▸ **Problem details**
Treat the line containing "use crate::tools::args::parse_tool_arguments;" as the last one, and return every line exactly from the first line of the material below up to it.

▸ **Data shown**
——
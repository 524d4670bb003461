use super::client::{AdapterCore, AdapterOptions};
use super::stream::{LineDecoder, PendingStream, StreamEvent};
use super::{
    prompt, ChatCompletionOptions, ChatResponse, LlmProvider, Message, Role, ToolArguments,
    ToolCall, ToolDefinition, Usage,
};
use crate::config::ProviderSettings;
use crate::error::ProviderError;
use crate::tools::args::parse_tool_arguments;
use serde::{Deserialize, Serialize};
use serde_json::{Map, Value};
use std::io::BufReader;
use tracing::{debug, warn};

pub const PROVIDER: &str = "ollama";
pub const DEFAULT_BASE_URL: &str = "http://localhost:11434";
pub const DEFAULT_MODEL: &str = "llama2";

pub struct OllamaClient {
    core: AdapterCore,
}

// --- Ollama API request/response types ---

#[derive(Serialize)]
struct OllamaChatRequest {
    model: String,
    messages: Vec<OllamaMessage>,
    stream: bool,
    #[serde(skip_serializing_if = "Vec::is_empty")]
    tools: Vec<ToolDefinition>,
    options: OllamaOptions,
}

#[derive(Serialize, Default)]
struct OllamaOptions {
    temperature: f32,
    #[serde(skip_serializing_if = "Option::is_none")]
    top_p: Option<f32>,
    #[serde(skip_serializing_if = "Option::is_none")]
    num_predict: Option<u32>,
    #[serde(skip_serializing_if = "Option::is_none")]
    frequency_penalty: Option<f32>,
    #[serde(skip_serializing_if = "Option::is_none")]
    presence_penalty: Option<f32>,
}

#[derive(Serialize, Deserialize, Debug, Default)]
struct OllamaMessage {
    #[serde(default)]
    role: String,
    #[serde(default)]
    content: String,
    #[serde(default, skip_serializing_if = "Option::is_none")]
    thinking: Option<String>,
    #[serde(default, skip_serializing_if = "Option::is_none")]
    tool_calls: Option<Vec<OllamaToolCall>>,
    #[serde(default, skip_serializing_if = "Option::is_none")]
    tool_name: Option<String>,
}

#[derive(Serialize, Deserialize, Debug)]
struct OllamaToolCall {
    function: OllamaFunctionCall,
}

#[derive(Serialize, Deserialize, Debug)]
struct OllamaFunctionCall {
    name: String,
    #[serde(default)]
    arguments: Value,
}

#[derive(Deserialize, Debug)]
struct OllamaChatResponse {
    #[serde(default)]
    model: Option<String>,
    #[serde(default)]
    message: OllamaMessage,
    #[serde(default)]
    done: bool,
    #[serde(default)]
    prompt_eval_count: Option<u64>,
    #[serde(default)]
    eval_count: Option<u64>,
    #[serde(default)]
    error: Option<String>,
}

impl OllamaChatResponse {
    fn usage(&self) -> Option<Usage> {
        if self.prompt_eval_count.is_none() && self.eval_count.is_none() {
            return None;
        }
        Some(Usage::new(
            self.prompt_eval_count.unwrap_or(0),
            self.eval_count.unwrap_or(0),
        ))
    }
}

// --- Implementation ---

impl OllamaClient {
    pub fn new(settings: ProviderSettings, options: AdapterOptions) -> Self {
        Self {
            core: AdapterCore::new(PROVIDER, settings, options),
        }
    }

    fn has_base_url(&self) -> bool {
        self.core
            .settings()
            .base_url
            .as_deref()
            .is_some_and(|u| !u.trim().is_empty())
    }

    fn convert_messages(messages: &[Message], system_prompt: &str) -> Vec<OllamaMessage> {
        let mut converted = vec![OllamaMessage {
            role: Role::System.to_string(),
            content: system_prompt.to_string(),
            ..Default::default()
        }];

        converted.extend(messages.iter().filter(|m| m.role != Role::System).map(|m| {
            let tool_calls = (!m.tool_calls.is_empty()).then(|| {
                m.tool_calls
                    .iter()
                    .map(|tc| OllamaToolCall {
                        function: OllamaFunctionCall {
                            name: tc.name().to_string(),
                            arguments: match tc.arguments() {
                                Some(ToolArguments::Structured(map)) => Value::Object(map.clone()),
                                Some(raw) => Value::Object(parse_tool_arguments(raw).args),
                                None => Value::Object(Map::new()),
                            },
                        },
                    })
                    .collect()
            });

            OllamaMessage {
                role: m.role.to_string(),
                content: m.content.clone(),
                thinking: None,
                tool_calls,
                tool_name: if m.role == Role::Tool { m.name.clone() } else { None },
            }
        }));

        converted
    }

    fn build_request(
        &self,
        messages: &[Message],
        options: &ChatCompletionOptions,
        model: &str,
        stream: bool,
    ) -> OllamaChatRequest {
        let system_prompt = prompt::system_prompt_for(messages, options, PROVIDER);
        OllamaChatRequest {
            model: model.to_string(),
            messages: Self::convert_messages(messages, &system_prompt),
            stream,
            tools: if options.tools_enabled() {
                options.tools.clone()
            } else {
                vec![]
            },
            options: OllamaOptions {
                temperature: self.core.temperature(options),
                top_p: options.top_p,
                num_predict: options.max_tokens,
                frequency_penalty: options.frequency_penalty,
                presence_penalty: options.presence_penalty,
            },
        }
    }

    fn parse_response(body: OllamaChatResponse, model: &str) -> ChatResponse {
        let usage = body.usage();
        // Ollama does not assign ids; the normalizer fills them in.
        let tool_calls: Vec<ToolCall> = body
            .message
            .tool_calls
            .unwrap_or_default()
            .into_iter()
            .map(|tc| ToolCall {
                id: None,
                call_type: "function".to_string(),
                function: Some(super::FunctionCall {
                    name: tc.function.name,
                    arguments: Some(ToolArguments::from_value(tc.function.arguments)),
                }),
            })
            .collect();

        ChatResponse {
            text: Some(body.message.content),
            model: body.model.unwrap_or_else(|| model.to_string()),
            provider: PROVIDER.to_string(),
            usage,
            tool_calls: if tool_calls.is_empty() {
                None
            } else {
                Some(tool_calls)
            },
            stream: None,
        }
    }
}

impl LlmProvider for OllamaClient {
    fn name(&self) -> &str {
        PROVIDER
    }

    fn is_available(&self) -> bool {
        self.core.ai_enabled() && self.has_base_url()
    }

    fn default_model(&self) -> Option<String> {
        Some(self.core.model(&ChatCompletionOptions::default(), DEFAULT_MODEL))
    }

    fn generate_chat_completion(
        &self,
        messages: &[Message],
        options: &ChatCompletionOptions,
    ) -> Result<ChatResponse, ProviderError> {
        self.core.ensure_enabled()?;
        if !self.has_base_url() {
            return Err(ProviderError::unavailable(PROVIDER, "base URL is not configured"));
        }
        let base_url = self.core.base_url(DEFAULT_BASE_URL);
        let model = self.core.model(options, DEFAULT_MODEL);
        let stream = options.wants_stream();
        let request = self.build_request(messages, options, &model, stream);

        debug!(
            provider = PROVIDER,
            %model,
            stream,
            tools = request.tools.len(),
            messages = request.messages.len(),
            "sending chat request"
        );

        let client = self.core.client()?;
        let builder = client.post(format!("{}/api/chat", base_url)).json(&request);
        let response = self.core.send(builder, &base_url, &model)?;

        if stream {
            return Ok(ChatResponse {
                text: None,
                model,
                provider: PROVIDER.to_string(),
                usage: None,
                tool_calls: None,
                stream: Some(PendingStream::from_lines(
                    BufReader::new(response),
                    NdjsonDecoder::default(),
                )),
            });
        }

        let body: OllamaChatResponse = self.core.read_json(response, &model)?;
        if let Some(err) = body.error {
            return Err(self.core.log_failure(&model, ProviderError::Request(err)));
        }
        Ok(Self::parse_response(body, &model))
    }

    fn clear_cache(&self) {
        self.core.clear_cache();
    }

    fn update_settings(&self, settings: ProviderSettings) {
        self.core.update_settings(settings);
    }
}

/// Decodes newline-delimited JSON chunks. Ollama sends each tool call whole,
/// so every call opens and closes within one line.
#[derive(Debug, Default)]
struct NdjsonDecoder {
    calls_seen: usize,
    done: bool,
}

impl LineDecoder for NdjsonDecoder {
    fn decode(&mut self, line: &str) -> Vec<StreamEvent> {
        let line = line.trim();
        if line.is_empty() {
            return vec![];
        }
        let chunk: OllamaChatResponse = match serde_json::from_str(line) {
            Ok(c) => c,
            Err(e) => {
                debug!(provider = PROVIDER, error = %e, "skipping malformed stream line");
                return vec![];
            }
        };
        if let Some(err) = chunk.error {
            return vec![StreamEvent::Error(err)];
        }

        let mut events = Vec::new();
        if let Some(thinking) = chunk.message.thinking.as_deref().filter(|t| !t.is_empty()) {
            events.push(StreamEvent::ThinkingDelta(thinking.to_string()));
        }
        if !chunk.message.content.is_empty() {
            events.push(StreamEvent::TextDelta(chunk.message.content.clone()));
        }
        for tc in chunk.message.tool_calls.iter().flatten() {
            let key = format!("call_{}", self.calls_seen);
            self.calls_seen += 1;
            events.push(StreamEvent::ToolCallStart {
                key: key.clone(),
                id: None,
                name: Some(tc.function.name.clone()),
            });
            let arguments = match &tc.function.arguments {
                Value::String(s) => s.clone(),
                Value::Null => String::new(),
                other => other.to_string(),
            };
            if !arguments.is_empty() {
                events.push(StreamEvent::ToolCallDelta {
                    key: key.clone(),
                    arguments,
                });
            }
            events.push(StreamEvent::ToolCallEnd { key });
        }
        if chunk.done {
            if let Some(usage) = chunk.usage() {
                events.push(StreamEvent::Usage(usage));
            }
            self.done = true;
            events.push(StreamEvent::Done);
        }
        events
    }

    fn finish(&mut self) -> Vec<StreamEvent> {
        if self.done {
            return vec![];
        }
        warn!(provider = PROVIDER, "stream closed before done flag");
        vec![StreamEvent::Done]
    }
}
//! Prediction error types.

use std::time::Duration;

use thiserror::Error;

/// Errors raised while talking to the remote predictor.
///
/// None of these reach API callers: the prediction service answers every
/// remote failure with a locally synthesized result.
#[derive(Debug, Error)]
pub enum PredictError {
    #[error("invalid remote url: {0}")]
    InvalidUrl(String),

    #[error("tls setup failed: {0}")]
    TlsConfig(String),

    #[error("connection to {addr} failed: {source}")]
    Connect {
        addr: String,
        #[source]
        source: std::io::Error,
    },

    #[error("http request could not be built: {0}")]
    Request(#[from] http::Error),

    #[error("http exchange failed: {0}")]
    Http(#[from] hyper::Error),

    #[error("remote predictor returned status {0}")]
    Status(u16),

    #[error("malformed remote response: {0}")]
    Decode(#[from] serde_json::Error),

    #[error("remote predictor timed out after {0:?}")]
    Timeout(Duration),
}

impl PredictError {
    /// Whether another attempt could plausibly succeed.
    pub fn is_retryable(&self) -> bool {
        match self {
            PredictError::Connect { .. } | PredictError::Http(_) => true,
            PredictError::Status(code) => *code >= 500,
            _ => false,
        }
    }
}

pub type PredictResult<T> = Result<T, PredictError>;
——
▸ **Answer to the exercise**
repository 524d4670bb003461
use super::client::{AdapterCore, AdapterOptions};
use super::stream::{LineDecoder, PendingStream, StreamEvent};
use super::{
    prompt, ChatCompletionOptions, ChatResponse, LlmProvider, Message, Role, ToolArguments,
    ToolCall, ToolDefinition, Usage,
};
use crate::config::ProviderSettings;
use crate::error::ProviderError;
use crate::tools::args::parse_tool_arguments;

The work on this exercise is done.